# To sexy for his ?



## MomBeezzzz (Jan 17, 2013)

it's not a shirt, perhaps a jumper?



__ https://www.pinterest.com/pin/556405728936066088/


----------



## jobailey (Dec 22, 2011)

It is ugly!


----------



## breeze075 (May 12, 2012)

MomBeezzzz said:


> it's not a shirt, perhaps a jumper?
> 
> 
> 
> ...


----------



## Celt Knitter (Jul 13, 2011)

But the knitting is exquisite and very skilled!


jobailey said:


> It is ugly!


----------



## nancy787 (Jul 18, 2014)

What a waste of good knitting!


----------



## Stephhy (May 14, 2012)

Looks like his forehead got sucked into a vacuum cleaner. For quite a while.


----------



## MomBeezzzz (Jan 17, 2013)

All I know is I am getting off pinterest now,,,I like to browse for inspiration but somehow I got side tacked today...men with upside chickens and David Bowie in a fair isle onsie wearing matching leg and arm warmers,, yep yep yep


----------



## MomBeezzzz (Jan 17, 2013)

Stephhy said:


> Looks like his forehead got sucked into a vacuum cleaner. For quite a while.


hahaha I think you are right,,never even noticed that,,,


----------



## talbotsetters (Dec 21, 2013)

Eeuw!


----------



## jobailey (Dec 22, 2011)

Celt Knitter said:


> But the knitting is exquisite and very skilled!

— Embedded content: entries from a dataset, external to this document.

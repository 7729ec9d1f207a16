use std::io::Read;
use std::path::PathBuf;

use anyhow::Context;
use clap::Parser;
use sqlblocks::{config, parser, Dialect, Language, Session, SessionConfig};

/// sqlblocks - translate queries between SQL, Cypher, MongoDB and dataframe code
#[derive(Parser)]
#[command(author, version, about, long_about = None)]
struct Cli {
    /// Query text; read from stdin when omitted
    query: Option<String>,

    /// Output language: sql, mongodb, neo4j, pipe, pandas or spark
    #[arg(long, default_value = "sql")]
    to: Language,

    /// SQL dialect, overriding SQLBLOCKS_DIALECT and the config file
    #[arg(long)]
    dialect: Option<Dialect>,

    /// Run the optimization rules before rendering
    #[arg(long)]
    optimize: bool,

    /// Render on a single line
    #[arg(long)]
    single_line: bool,

    /// YAML session configuration
    #[arg(long)]
    config: Option<PathBuf>,
}

fn load_config(cli: &Cli) -> Result<SessionConfig, config::ConfigError> {
    let mut config = match &cli.config {
        Some(path) => SessionConfig::from_yaml_file(path)?,
        None => SessionConfig::from_env()?,
    };
    if let Some(dialect) = cli.dialect {
        config.dialect = dialect;
    }
    if cli.single_line {
        config.break_lines = false;
    }
    Ok(config)
}

fn main() -> anyhow::Result<()> {
    dotenvy::dotenv().ok();
    env_logger::Builder::from_env(env_logger::Env::default().default_filter_or("info")).init();

    let cli = Cli::parse();
    let config = match load_config(&cli) {
        Ok(config) => config,
        Err(e) => {
            eprintln!("Configuration error: {}", e);
            std::process::exit(1);
        }
    };
    let session = Session::new(config);

    let text = match &cli.query {
        Some(text) => text.clone(),
        None => {
            let mut buffer = String::new();
            std::io::stdin()
                .read_to_string(&mut buffer)
                .context("reading query from stdin")?;
            buffer
        }
    };

    let mut query = parser::merge_all(sqlblocks::detect(&text, &session)?, &session)?;
    if cli.optimize {
        query.optimize(None, &session)?;
    }
    println!("{}", query.translate_to(cli.to, &session)?);
    Ok(())
}
use sqlblocks::expression::{Field, Where};
use sqlblocks::query_model::QueryModelError;
use sqlblocks::{ClauseKind, Query, Session};

fn school() -> Session {
    let session = Session::default();
    session.register_foreign_key("Student", "Class", "class_id", Some("id"));
    session.register_foreign_key("Teacher", "Class", "class_id", Some("id"));
    session
}

fn sorted(values: &[String]) -> Vec<String> {
    let mut values = values.to_vec();
    values.sort();
    values
}

#[test]
fn test_student_class_teacher() {
    let session = school();
    let student = Query::new("Student s", &session)
        .with("name", Field, &session)
        .unwrap()
        .with("age", Where::gt(18), &session)
        .unwrap();
    let class = Query::new("Class c", &session)
        .with("room", Field, &session)
        .unwrap();
    let teacher = Query::new("Teacher t", &session)
        .with("name", Field, &session)
        .unwrap()
        .with("subject", Where::eq("Math").unwrap(), &session)
        .unwrap();

    let merged = student
        .merge(&class, &session)
        .unwrap()
        .merge(&teacher, &session)
        .unwrap();

    let joins: Vec<&String> = merged
        .values(ClauseKind::From)
        .iter()
        .filter(|fragment| fragment.starts_with("JOIN"))
        .collect();
    assert_eq!(joins.len(), 2);
    assert!(joins.iter().any(|j| j.contains("Class c")));
    assert!(joins.iter().any(|j| j.contains("Teacher t")));
    assert_eq!(
        sorted(merged.values(ClauseKind::Select)),
        ["c.room", "s.name", "t.name"]
    );
    assert_eq!(
        sorted(merged.values(ClauseKind::Where)),
        ["s.age > 18", "t.subject = 'Math'"]
    );

    // grouping does not matter
    let other = student
        .merge(&class.merge(&teacher, &session).unwrap(), &session)
        .unwrap();
    assert_eq!(merged, other);
}

#[test]
fn test_merge_inputs_untouched() {
    let session = school();
    let student = Query::new("Student s", &session)
        .with("name", Field, &session)
        .unwrap();
    let class = Query::new("Class c", &session);
    let before = student.clone();
    let _ = student.merge(&class, &session).unwrap();
    assert_eq!(student, before);
    assert_eq!(student.values(ClauseKind::From), ["Student s"]);
}

#[test]
fn test_unrelated_tables() {
    let session = school();
    let student = Query::new("Student s", &session);
    let room = Query::new("Building b", &session);
    assert!(matches!(
        student.merge(&room, &session),
        Err(QueryModelError::NoRelationshipFound { .. })
    ));
}
//! Session - explicit per-session state threaded through parse, merge,
//! optimize and render.
//!
//! Holds everything that would otherwise be process-wide: the foreign-key
//! registry, the alias hook, and the configuration (dialect, layout,
//! default sort). Two sessions never share state, so independent sessions
//! can run on different threads without locking.
//!
//! The registry lives in a `RefCell` so parsers can register keys through a
//! shared `&Session`. A `Session` is therefore `Send` but not `Sync`: give
//! each request its own.

use std::cell::{Ref, RefCell};
use std::collections::HashMap;
use std::fmt;
use std::sync::Arc;

use crate::config::{Dialect, SessionConfig};

/// Custom alias derivation, consulted for names without an explicit alias
/// or underscore.
pub type AliasHook = Arc<dyn Fn(&str) -> String + Send + Sync>;

/// How a child table references its parent.
#[derive(Debug, Clone, PartialEq, Eq)]
pub struct Relationship {
    /// Column of the child table
    pub foreign_field: String,
    /// Column of the parent table; `None` falls back to the parent's key field
    pub primary_field: Option<String>,
}

/// `(child_table, parent_table) -> (foreign_field, primary_field)`.
///
/// Entries are never removed: a relationship declared once stays reusable
/// for every later query built in the same session.
#[derive(Debug, Clone, Default)]
pub struct ForeignKeyRegistry {
    references: HashMap<(String, String), Relationship>,
}

impl ForeignKeyRegistry {
    fn key(child: &str, parent: &str) -> (String, String) {
        (child.to_lowercase(), parent.to_lowercase())
    }

    pub fn register(
        &mut self,
        child: &str,
        parent: &str,
        foreign_field: &str,
        primary_field: Option<&str>,
    ) {
        log::debug!(
            "foreign key registered: {}.{} -> {}.{}",
            child,
            foreign_field,
            parent,
            primary_field.unwrap_or("<key>")
        );
        self.references.insert(
            Self::key(child, parent),
            Relationship {
                foreign_field: foreign_field.to_string(),
                primary_field: primary_field
                    .filter(|f| !f.is_empty())
                    .map(str::to_string),
            },
        );
    }

    pub fn find(&self, child: &str, parent: &str) -> Option<&Relationship> {
        self.references.get(&Self::key(child, parent))
    }

    pub fn len(&self) -> usize {
        self.references.len()
    }

    pub fn is_empty(&self) -> bool {
        self.references.is_empty()
    }
}

#[derive(Clone, Default)]
pub struct Session {
    config: SessionConfig,
    alias_hook: Option<AliasHook>,
    foreign_keys: RefCell<ForeignKeyRegistry>,
}

impl Session {
    pub fn new(config: SessionConfig) -> Self {
        Self {
            config,
            ..Default::default()
        }
    }

    /// Install a custom alias derivation.
    pub fn with_alias_hook<F>(mut self, hook: F) -> Self
    where
        F: Fn(&str) -> String + Send + Sync + 'static,
    {
        self.alias_hook = Some(Arc::new(hook));
        self
    }

    pub fn config(&self) -> &SessionConfig {
        &self.config
    }

    pub fn config_mut(&mut self) -> &mut SessionConfig {
        &mut self.config
    }

    pub fn dialect(&self) -> Dialect {
        self.config.dialect
    }

    pub fn set_dialect(&mut self, dialect: Dialect) {
        self.config.dialect = dialect;
    }

    pub fn alias_hook(&self) -> Option<&AliasHook> {
        self.alias_hook.as_ref()
    }

    pub fn register_foreign_key(
        &self,
        child: &str,
        parent: &str,
        foreign_field: &str,
        primary_field: Option<&str>,
    ) {
        self.foreign_keys
            .borrow_mut()
            .register(child, parent, foreign_field, primary_field);
    }

    pub fn find_foreign_key(&self, child: &str, parent: &str) -> Option<Relationship> {
        self.foreign_keys.borrow().find(child, parent).cloned()
    }

    pub fn foreign_keys(&self) -> Ref<'_, ForeignKeyRegistry> {
        self.foreign_keys.borrow()
    }
}

impl fmt::Debug for Session {
    fn fmt(&self, f: &mut fmt::Formatter<'_>) -> fmt::Result {
        f.debug_struct("Session")
            .field("config", &self.config)
            .field("alias_hook", &self.alias_hook.is_some())
            .field("foreign_keys", &self.foreign_keys.borrow().len())
            .finish()
    }
}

True, but I personal would not waste my time on something like that.


----------



## ParkerEliz (Mar 21, 2011)

Yikes


----------



## Celt Knitter (Jul 13, 2011)

I would for the money the person would have been paid for it :lol: :lol: That kind of commission knitting can lead to all kinds of great jobs, for example, Dr Who's scarf, Jim Henson, Harry Potter movies etc!


jobailey said:


> True, but I personal would not waste my time on something like that.


----------



## Ms. Tess (Mar 2, 2012)

I prefer his costume in Labyrinth a lot more than this one. I think past the age of 1 you are too big for "onsies" but back then they were called body suits when worn by adults. The arm warmers and leg warmers are still around, although now they put finger openings on the arm warmers, shorten them and call them wrist warmers. How times change! =)


----------



## btibbs70 (Mar 23, 2011)

Hmmmm, funny how styles change


----------



## Cyber Granny (Sep 30, 2013)

Stephhy said:


> Looks like his forehead got sucked into a vacuum cleaner. For quite a while.


 :thumbup: :lol: :lol:


----------



## blessedinMO (Mar 9, 2013)

Eeeeewwww!


----------



## MomBeezzzz (Jan 17, 2013)

btibbs70 said:


> Hmmmm, funny how styles change


 was "this"ever in style


----------



## run4fittness (May 22, 2011)

I always thought he was a bit scary looking. ick!


----------



## LEE1313 (Jan 25, 2011)

I wonder what the correct name for an ADULT onesie is??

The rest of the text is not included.